With the first line below as the start and the line containing "let min_partition_size = num_items" as the end, copy every line between them exactly, ends included.

*Task input:*

----------------------------------------

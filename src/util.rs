use std::ops::Range;

/// Contiguous share of `num_items` assigned to `thread_id`. Partition sizes differ by at most one.
pub fn get_partition_range(
    num_threads: usize,
    thread_id: usize,
    num_items: usize,
) -> Range<usize> {
    let min_partition_size = num_items / num_threads;
    let remainder = num_items % num_threads;

    if thread_id < remainder {
        let partition_size = min_partition_size + 1;
        let start = partition_size * thread_id;
        let end = start + partition_size;
        Range { start, end }
    } else {
        let start =
            (min_partition_size + 1) * remainder + min_partition_size * (thread_id - remainder);
        let end = start + min_partition_size;
        Range { start, end }
    }
}

#[cfg(test)]
pub mod test_util {
    use crate::params::{
        BoltzmannChannelParams, BoltzmannGateParams, ChannelKind, ChannelParams, NetworkParams,
        NeuronParams, RunParams, SimulationParams, SynapseKind,
    };
    use float_cmp::{assert_approx_eq, ApproxEq};
    use std::fmt::Debug;

    pub fn assert_approx_eq_slice<T>(left: &[T], right: &[T])
    where
        T: ApproxEq + Debug + Copy,
    {
        assert_eq!(left.len(), right.len());

        for item in left.iter().zip(right) {
            assert_approx_eq!(T, *item.0, *item.1);
        }
    }

    /// Three default neurons in an inhibitory ring.
    pub fn get_template_network_params() -> NetworkParams {
        let mut params = NetworkParams::default();

        for _ in 0..3 {
            params.add_neuron(NeuronParams::default());
        }

        params.connect(0, 1, SynapseKind::inhibitory(0.2));
        params.connect(1, 2, SynapseKind::inhibitory(0.2));
        params.connect(2, 0, SynapseKind::inhibitory(0.2));
        params
    }

    pub fn get_template_simulation_params() -> SimulationParams {
        SimulationParams {
            network: get_template_network_params(),
            run: RunParams {
                duration: 100.0,
                dt: 0.025,
                ..RunParams::default()
            },
        }
    }

    /// A-type potassium current with Boltzmann gates.
    pub fn get_template_boltzmann_channel() -> ChannelParams {
        ChannelParams {
            kind: ChannelKind::Boltzmann(BoltzmannChannelParams {
                activation: BoltzmannGateParams {
                    half_activation_voltage: -40.0,
                    slope: -6.0,
                    tau: 5.0,
                },
                inactivation: Some(BoltzmannGateParams {
                    half_activation_voltage: -60.0,
                    slope: 6.0,
                    tau: 50.0,
                }),
                activation_exponent: 3,
                carries_calcium: false,
            }),
            conductance: 10.0,
            reversal_potential: Some(-80.0),
            tau_scale: 1.0,
        }
    }
}
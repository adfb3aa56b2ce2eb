use serde::{Deserialize, Serialize};

#[derive(Debug, Clone, PartialEq, Serialize, Deserialize)]
pub struct StateSnapshot {
    pub t: f64,
    pub neuron_states: Vec<NeuronState>,
    pub synapse_states: Vec<SynapseState>,
}

#[derive(Debug, Clone, PartialEq, Serialize, Deserialize)]
pub struct NeuronState {
    pub voltage: f64,
    pub calcium: f64,
    pub gates: Vec<f64>,
}

#[derive(Debug, Clone, PartialEq, Serialize, Deserialize)]
pub struct SynapseState {
    pub pre_syn_nid: usize,
    pub post_syn_nid: usize,
    /// `None` for electrical synapses.
    pub activation: Option<f64>,
}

----------------------------------------

*Solution below:*
filename src/util.rs
use std::ops::Range;

/// Contiguous share of `num_items` assigned to `thread_id`. Partition sizes differ by at most one.
pub fn get_partition_range(
    num_threads: usize,
    thread_id: usize,
    num_items: usize,
) -> Range<usize> {
    let min_partition_size = num_items / num_threads;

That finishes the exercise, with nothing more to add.